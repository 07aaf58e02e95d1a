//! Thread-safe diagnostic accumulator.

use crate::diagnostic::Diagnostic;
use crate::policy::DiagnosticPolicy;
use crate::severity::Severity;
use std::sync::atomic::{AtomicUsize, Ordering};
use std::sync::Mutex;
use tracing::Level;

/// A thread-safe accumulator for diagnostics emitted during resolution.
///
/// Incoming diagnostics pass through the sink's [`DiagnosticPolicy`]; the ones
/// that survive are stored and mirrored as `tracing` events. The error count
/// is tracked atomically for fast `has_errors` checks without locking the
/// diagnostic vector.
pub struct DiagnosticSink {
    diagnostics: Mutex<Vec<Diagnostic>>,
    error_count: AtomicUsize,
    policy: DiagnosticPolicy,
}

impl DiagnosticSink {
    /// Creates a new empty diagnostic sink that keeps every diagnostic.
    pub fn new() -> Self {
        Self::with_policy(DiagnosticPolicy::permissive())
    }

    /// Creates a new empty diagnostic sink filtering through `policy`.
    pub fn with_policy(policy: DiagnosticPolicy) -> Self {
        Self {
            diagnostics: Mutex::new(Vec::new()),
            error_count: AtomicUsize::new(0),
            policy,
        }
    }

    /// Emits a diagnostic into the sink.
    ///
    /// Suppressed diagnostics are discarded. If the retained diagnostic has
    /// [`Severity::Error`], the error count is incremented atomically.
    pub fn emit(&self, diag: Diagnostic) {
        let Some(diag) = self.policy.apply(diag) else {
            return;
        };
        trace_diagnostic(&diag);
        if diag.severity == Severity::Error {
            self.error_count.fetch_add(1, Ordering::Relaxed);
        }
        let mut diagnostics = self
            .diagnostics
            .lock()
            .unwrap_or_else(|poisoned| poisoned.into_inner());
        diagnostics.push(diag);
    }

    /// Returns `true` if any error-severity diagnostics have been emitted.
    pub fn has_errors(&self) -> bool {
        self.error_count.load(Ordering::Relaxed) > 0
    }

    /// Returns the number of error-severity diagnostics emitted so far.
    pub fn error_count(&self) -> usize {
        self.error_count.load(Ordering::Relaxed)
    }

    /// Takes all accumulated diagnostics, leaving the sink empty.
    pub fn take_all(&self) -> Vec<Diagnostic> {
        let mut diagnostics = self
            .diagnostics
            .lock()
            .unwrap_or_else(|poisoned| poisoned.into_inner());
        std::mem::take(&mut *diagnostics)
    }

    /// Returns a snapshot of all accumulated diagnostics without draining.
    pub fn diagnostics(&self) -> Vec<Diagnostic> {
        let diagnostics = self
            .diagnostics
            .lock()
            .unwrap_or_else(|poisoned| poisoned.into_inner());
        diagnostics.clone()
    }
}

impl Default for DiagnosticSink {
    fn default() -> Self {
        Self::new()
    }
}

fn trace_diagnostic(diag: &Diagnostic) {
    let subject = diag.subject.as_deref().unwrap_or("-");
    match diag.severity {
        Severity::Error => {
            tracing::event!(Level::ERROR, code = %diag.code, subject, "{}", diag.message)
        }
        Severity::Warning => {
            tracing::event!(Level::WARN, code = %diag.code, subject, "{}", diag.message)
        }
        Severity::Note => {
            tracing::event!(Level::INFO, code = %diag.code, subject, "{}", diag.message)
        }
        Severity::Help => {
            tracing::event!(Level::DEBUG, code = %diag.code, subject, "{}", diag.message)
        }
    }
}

____

Write out exactly the lines starting with the one that holds "fn default() ->" and running through the last line above.

    fn default() -> Self {
        Self::new()
    }
}

fn trace_diagnostic(diag: &Diagnostic) {
    let subject = diag.subject.as_deref().unwrap_or("-");
    match diag.severity {
        Severity::Error => {
            tracing::event!(Level::ERROR, code = %diag.code, subject, "{}", diag.message)
        }
        Severity::Warning => {
            tracing::event!(Level::WARN, code = %diag.code, subject, "{}", diag.message)
        }
        Severity::Note => {
            tracing::event!(Level::INFO, code = %diag.code, subject, "{}", diag.message)
        }
        Severity::Help => {
            tracing::event!(Level::DEBUG, code = %diag.code, subject, "{}", diag.message)
        }
    }
}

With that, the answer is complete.